**Records provided**

#####

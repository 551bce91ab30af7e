//! Cache storage trait and SQLite implementation.

use chrono::{DateTime, Utc};
use color_eyre::{eyre::eyre, Result};
use rusqlite::{params, Connection};
use serde_json::Value;
use std::collections::HashMap;
use std::path::Path;
use std::sync::Mutex;

/// A previously successful backend response.
#[derive(Debug, Clone)]
pub struct CachedResponse {
  /// The raw JSON payload as it came off the wire
  pub payload: Value,
  /// When the response was captured
  pub cached_at: DateTime<Utc>,
}

/// Trait for cache storage backends.
///
/// Keys are opaque to the storage; writing an existing key overwrites it.
pub trait CacheStorage: Send + Sync {
  /// Store a response payload under `key`, overwriting any previous entry.
  fn put(&self, key: &str, description: &str, payload: &Value) -> Result<()>;

  /// Fetch the entry for `key`, if any.
  fn get(&self, key: &str) -> Result<Option<CachedResponse>>;

  /// Drop every entry.
  fn clear(&self) -> Result<()>;
}

/// Storage implementation that doesn't cache anything.
/// Used when caching is disabled - all operations are no-ops.
pub struct NoopStorage;

impl CacheStorage for NoopStorage {
  fn put(&self, _key: &str, _description: &str, _payload: &Value) -> Result<()> {
    Ok(()) // Discard
  }

  fn get(&self, _key: &str) -> Result<Option<CachedResponse>> {
    Ok(None) // Always miss
  }

  fn clear(&self) -> Result<()> {
    Ok(())
  }
}

/// In-memory storage, primarily for tests.
#[derive(Default)]
pub struct MemoryStorage {
  entries: Mutex<HashMap<String, CachedResponse>>,
}

impl MemoryStorage {
  pub fn new() -> Self {
    Self::default()
  }
}

impl CacheStorage for MemoryStorage {
  fn put(&self, key: &str, _description: &str, payload: &Value) -> Result<()> {
    let mut entries = self
      .entries
      .lock()
      .map_err(|e| eyre!("Lock poisoned: {}", e))?;
    entries.insert(
      key.to_string(),
      CachedResponse {
        payload: payload.clone(),
        cached_at: Utc::now(),
      },
    );
    Ok(())
  }

  fn get(&self, key: &str) -> Result<Option<CachedResponse>> {
    let entries = self
      .entries
      .lock()
      .map_err(|e| eyre!("Lock poisoned: {}", e))?;
    Ok(entries.get(key).cloned())
  }

  fn clear(&self) -> Result<()> {
    let mut entries = self
      .entries
      .lock()
      .map_err(|e| eyre!("Lock poisoned: {}", e))?;
    entries.clear();
    Ok(())
  }
}

/// SQLite-based cache storage implementation.
pub struct SqliteStorage {
  conn: Mutex<Connection>,
}

impl SqliteStorage {
  /// Create a new SQLite storage at the default location.
  pub fn open() -> Result<Self> {
    let path = Self::default_path()?;
    Self::open_at(&path)
  }

  /// Create a new SQLite storage at an explicit path.
  pub fn open_at(path: &Path) -> Result<Self> {
    // Ensure parent directory exists
    if let Some(parent) = path.parent() {
      std::fs::create_dir_all(parent)
        .map_err(|e| eyre!("Failed to create cache directory: {}", e))?;
    }

    let conn = Connection::open(path)
      .map_err(|e| eyre!("Failed to open cache database at {}: {}", path.display(), e))?;

    Self::from_connection(conn)
  }

  /// In-memory database, used by tests.
  pub fn open_in_memory() -> Result<Self> {
    let conn = Connection::open_in_memory()
      .map_err(|e| eyre!("Failed to open in-memory cache database: {}", e))?;
    Self::from_connection(conn)
  }

  fn from_connection(conn: Connection) -> Result<Self> {
    let storage = Self {
      conn: Mutex::new(conn),
    };
    storage.run_migrations()?;
    Ok(storage)
  }

  /// Get the default database path.
  fn default_path() -> Result<std::path::PathBuf> {
    let data_dir = dirs::data_dir()
      .or_else(|| dirs::home_dir().map(|p| p.join(".local/share")))
      .ok_or_else(|| eyre!("Could not determine data directory"))?;

    Ok(data_dir.join("skillscope").join("cache.db"))
  }

  /// Run database migrations for the cache table.
  fn run_migrations(&self) -> Result<()> {
    let conn = self
      .conn
      .lock()
      .map_err(|e| eyre!("Lock poisoned: {}", e))?;

    conn
      .execute_batch(CACHE_SCHEMA)
      .map_err(|e| eyre!("Failed to run cache migrations: {}", e))?;

    Ok(())
  }
}

/// Schema for the response cache.
const CACHE_SCHEMA: &str = r#"
CREATE TABLE IF NOT EXISTS response_cache (
    cache_key TEXT PRIMARY KEY,
    description TEXT NOT NULL,
    payload BLOB NOT NULL,
    cached_at TEXT NOT NULL DEFAULT (datetime('now'))
);
"#;

impl CacheStorage for SqliteStorage {
  fn put(&self, key: &str, description: &str, payload: &Value) -> Result<()> {
    let conn = self
      .conn
      .lock()
      .map_err(|e| eyre!("Lock poisoned: {}", e))?;

    let data =
      serde_json::to_vec(payload).map_err(|e| eyre!("Failed to serialize payload: {}", e))?;

    conn
      .execute(
        "INSERT OR REPLACE INTO response_cache (cache_key, description, payload, cached_at)
         VALUES (?, ?, ?, datetime('now'))",
        params![key, description, data],
      )
      .map_err(|e| eyre!("Failed to store cached response: {}", e))?;

    Ok(())
  }

  fn get(&self, key: &str) -> Result<Option<CachedResponse>> {
    let conn = self
      .conn
      .lock()
      .map_err(|e| eyre!("Lock poisoned: {}", e))?;

    let mut stmt = conn
      .prepare("SELECT payload, cached_at FROM response_cache WHERE cache_key = ?")
      .map_err(|e| eyre!("Failed to prepare query: {}", e))?;

    let row: Option<(Vec<u8>, String)> = stmt
      .query_row(params![key], |row| Ok((row.get(0)?, row.get(1)?)))
      .ok();

    match row {
      Some((data, cached_at_str)) => {
        let payload: Value = serde_json::from_slice(&data)
          .map_err(|e| eyre!("Failed to deserialize cached payload: {}", e))?;
        let cached_at = parse_datetime(&cached_at_str)?;
        Ok(Some(CachedResponse { payload, cached_at }))
      }
      None => Ok(None),
    }
  }

  fn clear(&self) -> Result<()> {
    let conn = self
      .conn
      .lock()
      .map_err(|e| eyre!("Lock poisoned: {}", e))?;

    conn
      .execute("DELETE FROM response_cache", [])
      .map_err(|e| eyre!("Failed to clear cache: {}", e))?;

    Ok(())
  }
}

/// Parse a datetime string from SQLite format.
fn parse_datetime(s: &str) -> Result<DateTime<Utc>> {
  // SQLite stores as "YYYY-MM-DD HH:MM:SS"
  chrono::NaiveDateTime::parse_from_str(s, "%Y-%m-%d %H:%M:%S")
    .map(|dt| dt.and_utc())
    .map_err(|e| eyre!("Failed to parse datetime '{}': {}", s, e))
}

#####

**Exercise prompt**
Restate every entry above exactly as it stands.

**Response box**
repository 551bce91ab30af7e
//! Cache storage trait and SQLite implementation.

use chrono::{DateTime, Utc};
use color_eyre::{eyre::eyre, Result};
use rusqlite::{params, Connection};
use serde_json::Value;
use std::collections::HashMap;
use std::path::Path;
use std::sync::Mutex;

/// A previously successful backend response.
#[derive(Debug, Clone)]
pub struct CachedResponse {
  /// The raw JSON payload as it came off the wire
  pub payload: Value,
  /// When the response was captured
  pub cached_at: DateTime<Utc>,
}

/// Trait for cache storage backends.
///
/// Keys are opaque to the storage; writing an existing key overwrites it.
pub trait CacheStorage: Send + Sync {
  /// Store a response payload under `key`, overwriting any previous entry.
  fn put(&self, key: &str, description: &str, payload: &Value) -> Result<()>;

  /// Fetch the entry for `key`, if any.
  fn get(&self, key: &str) -> Result<Option<CachedResponse>>;

  /// Drop every entry.
  fn clear(&self) -> Result<()>;
}

/// Storage implementation that doesn't cache anything.
/// Used when caching is disabled - all operations are no-ops.
pub struct NoopStorage;

impl CacheStorage for NoopStorage {
  fn put(&self, _key: &str, _description: &str, _payload: &Value) -> Result<()> {
    Ok(()) // Discard
  }

  fn get(&self, _key: &str) -> Result<Option<CachedResponse>> {
    Ok(None) // Always miss
  }

  fn clear(&self) -> Result<()> {
    Ok(())
  }
}

/// In-memory storage, primarily for tests.
#[derive(Default)]
pub struct MemoryStorage {
  entries: Mutex<HashMap<String, CachedResponse>>,
}

impl MemoryStorage {
  pub fn new() -> Self {
    Self::default()
  }
}

impl CacheStorage for MemoryStorage {
  fn put(&self, key: &str, _description: &str, payload: &Value) -> Result<()> {
    let mut entries = self
      .entries
      .lock()
      .map_err(|e| eyre!("Lock poisoned: {}", e))?;
    entries.insert(
      key.to_string(),
      CachedResponse {
        payload: payload.clone(),
        cached_at: Utc::now(),
      },
    );
    Ok(())
  }

  fn get(&self, key: &str) -> Result<Option<CachedResponse>> {
    let entries = self
      .entries
      .lock()
      .map_err(|e| eyre!("Lock poisoned: {}", e))?;
    Ok(entries.get(key).cloned())
  }

  fn clear(&self) -> Result<()> {
    let mut entries = self
      .entries
      .lock()
      .map_err(|e| eyre!("Lock poisoned: {}", e))?;
    entries.clear();
    Ok(())
  }
}

/// SQLite-based cache storage implementation.
pub struct SqliteStorage {
  conn: Mutex<Connection>,
}

impl SqliteStorage {
  /// Create a new SQLite storage at the default location.
  pub fn open() -> Result<Self> {
    let path = Self::default_path()?;
    Self::open_at(&path)
  }

  /// Create a new SQLite storage at an explicit path.
  pub fn open_at(path: &Path) -> Result<Self> {
    // Ensure parent directory exists
    if let Some(parent) = path.parent() {
      std::fs::create_dir_all(parent)
        .map_err(|e| eyre!("Failed to create cache directory: {}", e))?;
    }

    let conn = Connection::open(path)
      .map_err(|e| eyre!("Failed to open cache database at {}: {}", path.display(), e))?;

    Self::from_connection(conn)
  }

  /// In-memory database, used by tests.
  pub fn open_in_memory() -> Result<Self> {
    let conn = Connection::open_in_memory()
      .map_err(|e| eyre!("Failed to open in-memory cache database: {}", e))?;
    Self::from_connection(conn)
  }

  fn from_connection(conn: Connection) -> Result<Self> {
    let storage = Self {
      conn: Mutex::new(conn),
    };
    storage.run_migrations()?;
    Ok(storage)
  }

  /// Get the default database path.
  fn default_path() -> Result<std::path::PathBuf> {
    let data_dir = dirs::data_dir()
      .or_else(|| dirs::home_dir().map(|p| p.join(".local/share")))
      .ok_or_else(|| eyre!("Could not determine data directory"))?;

    Ok(data_dir.join("skillscope").join("cache.db"))
  }

  /// Run database migrations for the cache table.
  fn run_migrations(&self) -> Result<()> {
    let conn = self
      .conn
      .lock()
      .map_err(|e| eyre!("Lock poisoned: {}", e))?;

    conn
      .execute_batch(CACHE_SCHEMA)
      .map_err(|e| eyre!("Failed to run cache migrations: {}", e))?;

    Ok(())
  }
}

/// Schema for the response cache.
const CACHE_SCHEMA: &str = r#"
CREATE TABLE IF NOT EXISTS response_cache (
    cache_key TEXT PRIMARY KEY,
    description TEXT NOT NULL,
    payload BLOB NOT NULL,
    cached_at TEXT NOT NULL DEFAULT (datetime('now'))
);
"#;

impl CacheStorage for SqliteStorage {
  fn put(&self, key: &str, description: &str, payload: &Value) -> Result<()> {
    let conn = self
      .conn
      .lock()
      .map_err(|e| eyre!("Lock poisoned: {}", e))?;

    let data =
      serde_json::to_vec(payload).map_err(|e| eyre!("Failed to serialize payload: {}", e))?;

    conn
      .execute(
        "INSERT OR REPLACE INTO response_cache (cache_key, description, payload, cached_at)
         VALUES (?, ?, ?, datetime('now'))",
        params![key, description, data],
      )
      .map_err(|e| eyre!("Failed to store cached response: {}", e))?;

    Ok(())
  }

  fn get(&self, key: &str) -> Result<Option<CachedResponse>> {
    let conn = self
      .conn
      .lock()
      .map_err(|e| eyre!("Lock poisoned: {}", e))?;

    let mut stmt = conn
      .prepare("SELECT payload, cached_at FROM response_cache WHERE cache_key = ?")
      .map_err(|e| eyre!("Failed to prepare query: {}", e))?;

    let row: Option<(Vec<u8>, String)> = stmt
      .query_row(params![key], |row| Ok((row.get(0)?, row.get(1)?)))
      .ok();

    match row {
      Some((data, cached_at_str)) => {
        let payload: Value = serde_json::from_slice(&data)
          .map_err(|e| eyre!("Failed to deserialize cached payload: {}", e))?;
        let cached_at = parse_datetime(&cached_at_str)?;
        Ok(Some(CachedResponse { payload, cached_at }))
      }
      None => Ok(None),
    }
  }

  fn clear(&self) -> Result<()> {
    let conn = self
      .conn
      .lock()
      .map_err(|e| eyre!("Lock poisoned: {}", e))?;

    conn
      .execute("DELETE FROM response_cache", [])
      .map_err(|e| eyre!("Failed to clear cache: {}", e))?;

    Ok(())
  }
}

/// Parse a datetime string from SQLite format.
fn parse_datetime(s: &str) -> Result<DateTime<Utc>> {
  // SQLite stores as "YYYY-MM-DD HH:MM:SS"
  chrono::NaiveDateTime::parse_from_str(s, "%Y-%m-%d %H:%M:%S")
    .map(|dt| dt.and_utc())
    .map_err(|e| eyre!("Failed to parse datetime '{}': {}", s, e))
}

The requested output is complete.